Ne pas nier ce qui fait sens

Autre explication plausible, le sauvetage du soldat Bouygues dont l’activité télécom participe de façon centrale au bilan financier du groupe Bouygues. Cet acteur de la téléphonie mobile souffre plus que les autres et pourrait faire les frais d’une vente de SFR. La fusion des activités de Bouygues Télécom avec SFR fait également sens, il ne s’agit pas de le nier, mais que le gouvernement veuille influer de manière aussi transparente sur le cours de cette affaire ne laisse de soulever des questions.

Les acteurs de cette bataille se connaissent parfaitement. Martin Bouygues et Vincent Bolloré sont liés familialement par leurs enfants. Il y a quelques années, ils ont eu l’occasion de se livrer une bataille violente, Vincent Bolloré voulant prendre le contrôle du groupe Bouygues envers et contre tous… Cela laisse des traces alors que Vincent Bolloré est actionnaire principal de Vivendi et qu’il siège dans les plus hautes instances de décision du groupe, au cœur du réacteur décisionnel pour la vente de SFR.

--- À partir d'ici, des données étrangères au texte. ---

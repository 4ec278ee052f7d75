use thiserror::Error;

use crate::Timestamp;

#[derive(Error, Debug, Clone, PartialEq, Eq)]
pub enum SeriesError {
    #[error("index {index} out of range for length {len}")]
    IndexOutOfRange { index: usize, len: usize },
    #[error("timestamp {0} is not indexed")]
    TimeNotIndexed(Timestamp),
    #[error("capacity must be at least 2, got {0}")]
    InvalidCapacity(usize),
    #[error("invalid cadence: {0}")]
    InvalidCadence(String),
    #[error("config error: {0}")]
    Config(String),
}

pub type Result<T, E = SeriesError> = std::result::Result<T, E>;
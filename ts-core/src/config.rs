use serde::{Deserialize, Serialize};

use crate::error::{Result, SeriesError};
use crate::Cadence;

pub const DEFAULT_CAPACITY: usize = 10_000;
pub const CADENCE_ENV: &str = "SERIES_CADENCE";
pub const CAPACITY_ENV: &str = "SERIES_CAPACITY";

#[derive(Debug, Clone, Copy, PartialEq, Eq, Serialize, Deserialize)]
pub struct StoreConfig {
    pub cadence: Cadence,
    pub capacity: usize,
}

impl StoreConfig {
    pub fn new(cadence: Cadence) -> Self {
        Self {
            cadence,
            capacity: DEFAULT_CAPACITY,
        }
    }

    pub fn with_capacity(mut self, capacity: usize) -> Self {
        self.capacity = capacity.max(2);
        self
    }

    pub fn with_cadence(mut self, cadence: Cadence) -> Self {
        self.cadence = cadence;
        self
    }

    /// Defaults overridden by `SERIES_CADENCE` (e.g. "4h") and `SERIES_CAPACITY`.
    pub fn from_env() -> Result<Self> {
        Self::from_lookup(|key| std::env::var(key).ok())
    }

    fn from_lookup<F>(lookup: F) -> Result<Self>
    where
        F: Fn(&str) -> Option<String>,
    {
        let mut config = Self::default();
        if let Some(raw) = lookup(CADENCE_ENV) {
            let cadence = raw
                .parse::<Cadence>()
                .map_err(|e| SeriesError::Config(format!("{CADENCE_ENV}: {e}")))?;
            config = config.with_cadence(cadence);
        }
        if let Some(raw) = lookup(CAPACITY_ENV) {
            let capacity = raw
                .trim()
                .parse::<usize>()
                .map_err(|e| SeriesError::Config(format!("{CAPACITY_ENV}: {e}")))?;
            if capacity < 2 {
                return Err(SeriesError::Config(format!(
                    "{CAPACITY_ENV}: capacity must be at least 2, got {capacity}"
                )));
            }
            config = config.with_capacity(capacity);
        }
        Ok(config)
    }
}

impl Default for StoreConfig {
    fn default() -> Self {
        Self::new(Cadence::default())
    }
}

#[cfg(test)]
mod tests {
    use super::*;
    use std::collections::HashMap;

    fn lookup(vars: &[(&str, &str)]) -> impl Fn(&str) -> Option<String> {
        let vars: HashMap<String, String> = vars
            .iter()
            .map(|(k, v)| (k.to_string(), v.to_string()))
            .collect();
        move |key| vars.get(key).cloned()
    }

    #[test]
    fn defaults_without_overrides() {
        let config = StoreConfig::from_lookup(lookup(&[])).unwrap();
        assert_eq!(config, StoreConfig::default());
        assert_eq!(config.cadence, Cadence::Days(1));
        assert_eq!(config.capacity, DEFAULT_CAPACITY);
    }

    #[test]
    fn reads_overrides() {
        let config =
            StoreConfig::from_lookup(lookup(&[(CADENCE_ENV, "4h"), (CAPACITY_ENV, " 500 ")]))
                .unwrap();
        assert_eq!(config.cadence, Cadence::Hours(4));
        assert_eq!(config.capacity, 500);
    }

    #[test]
    fn rejects_malformed_values() {
        for vars in [
            [(CADENCE_ENV, "fortnight"), (CAPACITY_ENV, "10")],
            [(CADENCE_ENV, "1d"), (CAPACITY_ENV, "lots")],
            [(CADENCE_ENV, "1d"), (CAPACITY_ENV, "1")],
            [(CADENCE_ENV, "4294967295M"), (CAPACITY_ENV, "10")],
        ] {
            assert!(matches!(
                StoreConfig::from_lookup(lookup(&vars)),
                Err(SeriesError::Config(_))
            ));
        }
    }

    #[test]
    fn builder_clamps_capacity() {
        assert_eq!(StoreConfig::default().with_capacity(0).capacity, 2);
    }

    #[test]
    fn deserializes_from_json() {
        let config: StoreConfig =
            serde_json::from_str(r#"{"cadence":{"Minutes":5},"capacity":64}"#).unwrap();
        assert_eq!(config, StoreConfig::new(Cadence::Minutes(5)).with_capacity(64));
    }
}
use chrono::{Datelike, NaiveDate};
use serde::{Deserialize, Serialize};
use std::fmt;
use std::str::FromStr;

use crate::error::SeriesError;
use crate::{Timestamp, DAY_MS, HOUR_MS, MINUTE_MS, MS};

/// 1970-01-05, the first Monday after the epoch. Weekly buckets start here.
const WEEK_ANCHOR_MS: i64 = 4 * DAY_MS;
/// `NaiveDate::num_days_from_ce` of 1970-01-01.
const EPOCH_DAYS_FROM_CE: i64 = 719_163;

#[derive(Debug, Clone, Copy, PartialEq, Eq, Hash, Serialize, Deserialize)]
#[serde(rename_all = "lowercase")]
pub enum CadenceUnit {
    Second,
    Minute,
    Hour,
    Day,
    Week,
    Month,
}

/// Fixed spacing between consecutive entries of a series, e.g. 1 day or 4 hours.
///
/// Buckets of sub-week cadences are aligned on multiples of their length since
/// the epoch. Weekly buckets start on Monday 00:00 UTC and monthly buckets on
/// the first day of a calendar month, so `timeframes_between` counts calendar
/// boundaries rather than dividing milliseconds.
#[derive(Debug, Clone, Copy, PartialEq, Eq, Hash, Serialize, Deserialize)]
pub enum Cadence {
    Seconds(u32),
    Minutes(u32),
    Hours(u32),
    Days(u32),
    Weeks(u32),
    Months(u32),
}

impl Cadence {
    pub fn new(unit: CadenceUnit, multiplier: u32) -> Self {
        match unit {
            CadenceUnit::Second => Cadence::Seconds(multiplier),
            CadenceUnit::Minute => Cadence::Minutes(multiplier),
            CadenceUnit::Hour => Cadence::Hours(multiplier),
            CadenceUnit::Day => Cadence::Days(multiplier),
            CadenceUnit::Week => Cadence::Weeks(multiplier),
            CadenceUnit::Month => Cadence::Months(multiplier),
        }
    }

    pub fn unit(&self) -> CadenceUnit {
        match self {
            Cadence::Seconds(_) => CadenceUnit::Second,
            Cadence::Minutes(_) => CadenceUnit::Minute,
            Cadence::Hours(_) => CadenceUnit::Hour,
            Cadence::Days(_) => CadenceUnit::Day,
            Cadence::Weeks(_) => CadenceUnit::Week,
            Cadence::Months(_) => CadenceUnit::Month,
        }
    }

    /// Multiplier of the unit. A zero multiplier behaves as 1.
    pub fn multiplier(&self) -> u32 {
        let m = match *self {
            Cadence::Seconds(m)
            | Cadence::Minutes(m)
            | Cadence::Hours(m)
            | Cadence::Days(m)
            | Cadence::Weeks(m)
            | Cadence::Months(m) => m,
        };
        m.max(1)
    }

    /// Nominal duration in milliseconds (months approximated as 30 days),
    /// saturating at `i64::MAX`.
    pub fn duration_ms(&self) -> i64 {
        self.checked_duration_ms().unwrap_or(i64::MAX)
    }

    fn checked_duration_ms(&self) -> Option<i64> {
        let unit_ms = match self.unit() {
            CadenceUnit::Second => MS,
            CadenceUnit::Minute => MINUTE_MS,
            CadenceUnit::Hour => HOUR_MS,
            CadenceUnit::Day => DAY_MS,
            CadenceUnit::Week => 7 * DAY_MS,
            CadenceUnit::Month => 30 * DAY_MS,
        };
        i64::from(self.multiplier()).checked_mul(unit_ms)
    }

    /// Human-readable name, the inverse of `FromStr` ("5m", "4h", "1M").
    pub fn name(&self) -> String {
        let m = self.multiplier();
        match self.unit() {
            CadenceUnit::Second => format!("{m}s"),
            CadenceUnit::Minute => format!("{m}m"),
            CadenceUnit::Hour => format!("{m}h"),
            CadenceUnit::Day => format!("{m}d"),
            CadenceUnit::Week => format!("{m}w"),
            CadenceUnit::Month => format!("{m}M"),
        }
    }

    /// Returns true if `self` divides `other` (e.g. 1m divides 5m, 1M divides 3M).
    pub fn divides(&self, other: Cadence) -> bool {
        match (self.unit(), other.unit()) {
            (CadenceUnit::Month, CadenceUnit::Month) => {
                other.multiplier() % self.multiplier() == 0
            }
            (CadenceUnit::Month, _) | (_, CadenceUnit::Month) => false,
            _ => other.duration_ms() % self.duration_ms() == 0,
        }
    }

    /// Start of the bucket containing `t`.
    pub fn truncate(&self, t: Timestamp) -> Timestamp {
        if self.unit() == CadenceUnit::Month {
            return match civil(t) {
                Some((date, _)) => {
                    let m = self.multiplier() as i64;
                    let bucket = month_index(date).div_euclid(m);
                    month_start(bucket * m).unwrap_or_else(|| self.truncate_uniform(t))
                }
                None => self.truncate_uniform(t),
            };
        }
        self.truncate_uniform(t)
    }

    /// `t` moved by `n` buckets. Months keep the day of month, clamped to the
    /// length of the target month, and the time of day.
    pub fn advance(&self, t: Timestamp, n: i64) -> Timestamp {
        if self.unit() == CadenceUnit::Month {
            if let Some(moved) = add_months(t, n.saturating_mul(self.multiplier() as i64)) {
                return moved;
            }
        }
        t.saturating_add(n.saturating_mul(self.duration_ms()))
    }

    /// Signed number of bucket boundaries crossed going from `from` to `to`.
    ///
    /// `timeframes_between(t, advance(t, n)) == n` holds for every `t` and `n`.
    pub fn timeframes_between(&self, from: Timestamp, to: Timestamp) -> i64 {
        self.bucket(to).saturating_sub(self.bucket(from))
    }

    fn bucket(&self, t: Timestamp) -> i64 {
        if self.unit() == CadenceUnit::Month {
            if let Some((date, _)) = civil(t) {
                return month_index(date).div_euclid(self.multiplier() as i64);
            }
        }
        // offset spans under 2^64 ms and duration is at least 1s, so this fits
        self.uniform_bucket(t) as i64
    }

    fn uniform_bucket(&self, t: Timestamp) -> i128 {
        (i128::from(t) - i128::from(self.anchor())).div_euclid(i128::from(self.duration_ms()))
    }

    fn truncate_uniform(&self, t: Timestamp) -> Timestamp {
        let dur = i128::from(self.duration_ms());
        let start = self.uniform_bucket(t) * dur + i128::from(self.anchor());
        start.clamp(i128::from(i64::MIN), i128::from(i64::MAX)) as i64
    }

    fn anchor(&self) -> i64 {
        match self.unit() {
            CadenceUnit::Week => WEEK_ANCHOR_MS,
            _ => 0,
        }
    }
}

impl Default for Cadence {
    fn default() -> Self {
        Cadence::Days(1)
    }
}

impl fmt::Display for Cadence {
    fn fmt(&self, f: &mut fmt::Formatter<'_>) -> fmt::Result {
        f.write_str(&self.name())
    }
}

impl FromStr for Cadence {
    type Err = SeriesError;

    /// Parse e.g. "1s", "5m", "4h", "1d", "1w", "1M" / "1mo" / "1month".
    fn from_str(s: &str) -> Result<Self, Self::Err> {
        let s = s.trim();
        let split = s
            .find(|c: char| !c.is_ascii_digit())
            .ok_or_else(|| SeriesError::InvalidCadence(s.to_string()))?;
        let (digits, unit) = s.split_at(split);
        let multiplier = if digits.is_empty() {
            1
        } else {
            digits
                .parse::<u32>()
                .map_err(|_| SeriesError::InvalidCadence(s.to_string()))?
        };
        if multiplier == 0 {
            return Err(SeriesError::InvalidCadence(s.to_string()));
        }
        let unit = match unit {
            "s" | "sec" => CadenceUnit::Second,
            "m" | "min" => CadenceUnit::Minute,
            "h" | "H" => CadenceUnit::Hour,
            "d" | "D" => CadenceUnit::Day,
            "w" | "W" => CadenceUnit::Week,
            "M" | "mo" | "month" => CadenceUnit::Month,
            _ => return Err(SeriesError::InvalidCadence(s.to_string())),
        };
        let cadence = Cadence::new(unit, multiplier);
        cadence
            .checked_duration_ms()
            .map(|_| cadence)
            .ok_or_else(|| SeriesError::InvalidCadence(s.to_string()))
    }
}

/// UTC calendar date of `t` and the milliseconds into that day.
fn civil(t: Timestamp) -> Option<(NaiveDate, i64)> {
    let days = t.div_euclid(DAY_MS) + EPOCH_DAYS_FROM_CE;
    let date = NaiveDate::from_num_days_from_ce_opt(i32::try_from(days).ok()?)?;
    Some((date, t.rem_euclid(DAY_MS)))
}

fn to_millis(date: NaiveDate, ms_of_day: i64) -> Timestamp {
    (date.num_days_from_ce() as i64 - EPOCH_DAYS_FROM_CE) * DAY_MS + ms_of_day
}

/// Months since January of year 0.
fn month_index(date: NaiveDate) -> i64 {
    date.year() as i64 * 12 + date.month0() as i64
}

fn month_start(index: i64) -> Option<Timestamp> {
    let year = i32::try_from(index.div_euclid(12)).ok()?;
    let month = index.rem_euclid(12) as u32 + 1;
    NaiveDate::from_ymd_opt(year, month, 1).map(|d| to_millis(d, 0))
}

fn add_months(t: Timestamp, months: i64) -> Option<Timestamp> {
    let (date, ms_of_day) = civil(t)?;
    let target = month_index(date).checked_add(months)?;
    let year = i32::try_from(target.div_euclid(12)).ok()?;
    let month = target.rem_euclid(12) as u32 + 1;
    let day = date.day();
    // clamp 31st -> 30th/29th/28th
    let date = (day.min(28)..=day)
        .rev()
        .find_map(|d| NaiveDate::from_ymd_opt(year, month, d))?;
    Some(to_millis(date, ms_of_day))
}

#[cfg(test)]
mod tests {
    use super::*;

    fn ymd(y: i32, m: u32, d: u32) -> Timestamp {
        to_millis(NaiveDate::from_ymd_opt(y, m, d).unwrap(), 0)
    }

    #[test]
    fn parses_and_names_roundtrip() {
        for name in ["1s", "15s", "5m", "4h", "1d", "2w", "1M", "3M"] {
            let cadence: Cadence = name.parse().unwrap();
            assert_eq!(cadence.name(), name);
        }
        assert_eq!("1mo".parse::<Cadence>().unwrap(), Cadence::Months(1));
        assert_eq!("h".parse::<Cadence>().unwrap(), Cadence::Hours(1));
        assert!("0d".parse::<Cadence>().is_err());
        assert!("10".parse::<Cadence>().is_err());
        assert!("1y".parse::<Cadence>().is_err());
    }

    #[test]
    fn zero_multiplier_behaves_as_one() {
        assert_eq!(Cadence::Days(0).multiplier(), 1);
        assert_eq!(Cadence::Days(0).duration_ms(), DAY_MS);
    }

    #[test]
    fn truncates_uniform_units_including_pre_epoch() {
        let c = Cadence::Hours(4);
        assert_eq!(c.truncate(5 * HOUR_MS + 123), 4 * HOUR_MS);
        assert_eq!(c.truncate(-1), -4 * HOUR_MS);
        assert_eq!(Cadence::Days(1).truncate(ymd(2024, 1, 2) + 5), ymd(2024, 1, 2));
    }

    #[test]
    fn weeks_start_on_monday() {
        // 2024-01-03 is a Wednesday, the week starts Monday 2024-01-01.
        let c = Cadence::Weeks(1);
        assert_eq!(c.truncate(ymd(2024, 1, 3) + HOUR_MS), ymd(2024, 1, 1));
        assert_eq!(c.timeframes_between(ymd(2024, 1, 7), ymd(2024, 1, 8)), 1);
        assert_eq!(c.timeframes_between(ymd(2024, 1, 1), ymd(2024, 1, 7)), 0);
    }

    #[test]
    fn months_use_calendar_arithmetic() {
        let c = Cadence::Months(1);
        assert_eq!(c.truncate(ymd(2024, 2, 17) + HOUR_MS), ymd(2024, 2, 1));
        assert_eq!(c.advance(ymd(2024, 1, 31), 1), ymd(2024, 2, 29));
        assert_eq!(c.advance(ymd(2024, 3, 15), -3), ymd(2023, 12, 15));
        // 30 days apart, two month boundaries
        assert_eq!(c.timeframes_between(ymd(2024, 1, 31), ymd(2024, 3, 1)), 2);
        assert_eq!(c.timeframes_between(ymd(2024, 1, 1), ymd(2024, 1, 31)), 0);
        assert_eq!(c.timeframes_between(ymd(2024, 3, 1), ymd(2023, 3, 1)), -12);

        let quarter = Cadence::Months(3);
        assert_eq!(quarter.truncate(ymd(2024, 5, 20)), ymd(2024, 4, 1));
    }

    #[test]
    fn advance_and_between_are_inverse() {
        let starts = [ymd(2024, 1, 31) + 7 * HOUR_MS, ymd(1969, 12, 31), 0, 1_000];
        let cadences = [
            Cadence::Seconds(15),
            Cadence::Minutes(5),
            Cadence::Hours(4),
            Cadence::Days(1),
            Cadence::Weeks(2),
            Cadence::Months(1),
            Cadence::Months(3),
        ];
        for c in cadences {
            for &t in &starts {
                for n in -30..=30 {
                    assert_eq!(c.timeframes_between(t, c.advance(t, n)), n, "{c} {t} {n}");
                }
            }
        }
    }

    #[test]
    fn extreme_timestamps_do_not_overflow() {
        let monday = ymd(2024, 1, 1);
        for c in [Cadence::Weeks(1), Cadence::Days(1), Cadence::Months(1)] {
            assert!(c.truncate(i64::MIN) <= i64::MIN + c.duration_ms());
            assert!(c.truncate(i64::MAX) > i64::MAX - c.duration_ms());
            assert!(c.timeframes_between(monday, i64::MIN) < 0);
            assert!(c.timeframes_between(monday, i64::MAX) > 0);
            assert!(c.timeframes_between(i64::MIN, i64::MAX) > 0);
            assert_eq!(c.advance(i64::MAX, 1), i64::MAX);
            assert_eq!(c.advance(i64::MIN, -1), i64::MIN);
        }
        // the bucket holding i64::MIN starts below it and clamps
        let weekly = Cadence::Weeks(1);
        assert_eq!(weekly.truncate(i64::MIN), i64::MIN);
    }

    #[test]
    fn rejects_multipliers_whose_duration_overflows() {
        assert!(matches!(
            "4294967295M".parse::<Cadence>(),
            Err(SeriesError::InvalidCadence(_))
        ));
        assert_eq!(
            "4294967295w".parse::<Cadence>().unwrap(),
            Cadence::Weeks(u32::MAX)
        );
        // built directly, the duration saturates instead of panicking
        let huge = Cadence::Months(u32::MAX);
        assert_eq!(huge.duration_ms(), i64::MAX);
        assert!(Cadence::Weeks(1).divides(Cadence::Weeks(u32::MAX)));
        assert!(huge.divides(huge));
        assert_eq!(huge.truncate(ymd(2024, 5, 20)), ymd(0, 1, 1));
        assert_eq!(huge.timeframes_between(ymd(2024, 1, 1), ymd(2025, 1, 1)), 0);
        assert_eq!(huge.advance(ymd(2024, 1, 1), 1), i64::MAX);
    }

    #[test]
    fn divides_respects_calendar_units() {
        assert!(Cadence::Minutes(1).divides(Cadence::Minutes(5)));
        assert!(Cadence::Days(1).divides(Cadence::Weeks(1)));
        assert!(!Cadence::Hours(5).divides(Cadence::Days(1)));
        assert!(Cadence::Months(1).divides(Cadence::Months(3)));
        assert!(!Cadence::Days(1).divides(Cadence::Months(1)));
    }
}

Le tiroir-caisse de l’État mobilisé

Pourquoi voit-on entrer dans ce jeu la Caisse des Dépôts et Consignations, organisme public contrôlé par l’État ? La Caisse des Dépôts et Consignations assure, pour le compte de l'État et des collectivités locales des missions d'intérêt général, comme la gestion de fonds d'épargne, le financement du logement social, l’accompagnement des universités dans leurs projets, le financement et développement des TPE (très petites entreprises) et des petites et moyennes entreprises (PME) françaises, la gestion de régimes de retraite…  

Pourquoi le gouvernement sollicite le tiroir-caisse de l’État pour une opération industrielle qui ne requiert aucune aide ? Les entreprises concernées et leurs banques sont prêtes à débourser des milliards d’euros pour cette affaire, elles ne réclament aucune aide particulière et le marché peut jouer son rôle. Ces centaines de millions que l’État dit vouloir mobiliser, ne seraient-ils pas plus utiles au développement de nouvelles activités technologiques et de start-ups bien françaises ? Au développement du logement social ? Au soutien de pôles industriels en bien mauvais état et qu’il s’agit de restructurer ?   

Si Arnaud Montebourg sait ce qui est bien pour l’avenir des télécoms en France et particulièrement de l’avenir de SFR, il peut aussi proposer sa nationalisation. En prenant le contrôle de SFR, le gouvernement aurait ainsi toutes les cartes en main pour agir et décider.

Quid du volet social ?

M. le Ministre, venez nous expliquer ! Pourquoi mobiliser l’argent du contribuable ou de l’État français pour favoriser dans cette affaire un groupe plutôt qu’un autre ? M. Montebourg, votre position mérite d’être expliquée devant l’ensemble de la représentation du personnel du comité de groupe de Vivendi, des représentants qui veulent comprendre et discuter de l'intérêt de telle ou telle option.  

Et la dimension sociale dans tout cela ? Cette féroce bataille publique à coups de milliards d’euros qui tombent comme à Gravelotte laisse pantois. Pendant ce temps, le volet social est laissé en déshérence. Quel projet social pour accompagner cette mutation ? Quelles différences et conséquences sociales entre les deux offres ? Le sujet passe au second plan, et il est à peine évoqué alors qu’il concerne des dizaines de milliers de salariés des entreprises en question, des dizaines de milliers d’autres comme prestataires. C’est également tout un pan de la recherche en technologie de pointe qui est concerné. Une industrie vitale pour le développement de nos activités dans les nouvelles technologies de l’information et de la communication.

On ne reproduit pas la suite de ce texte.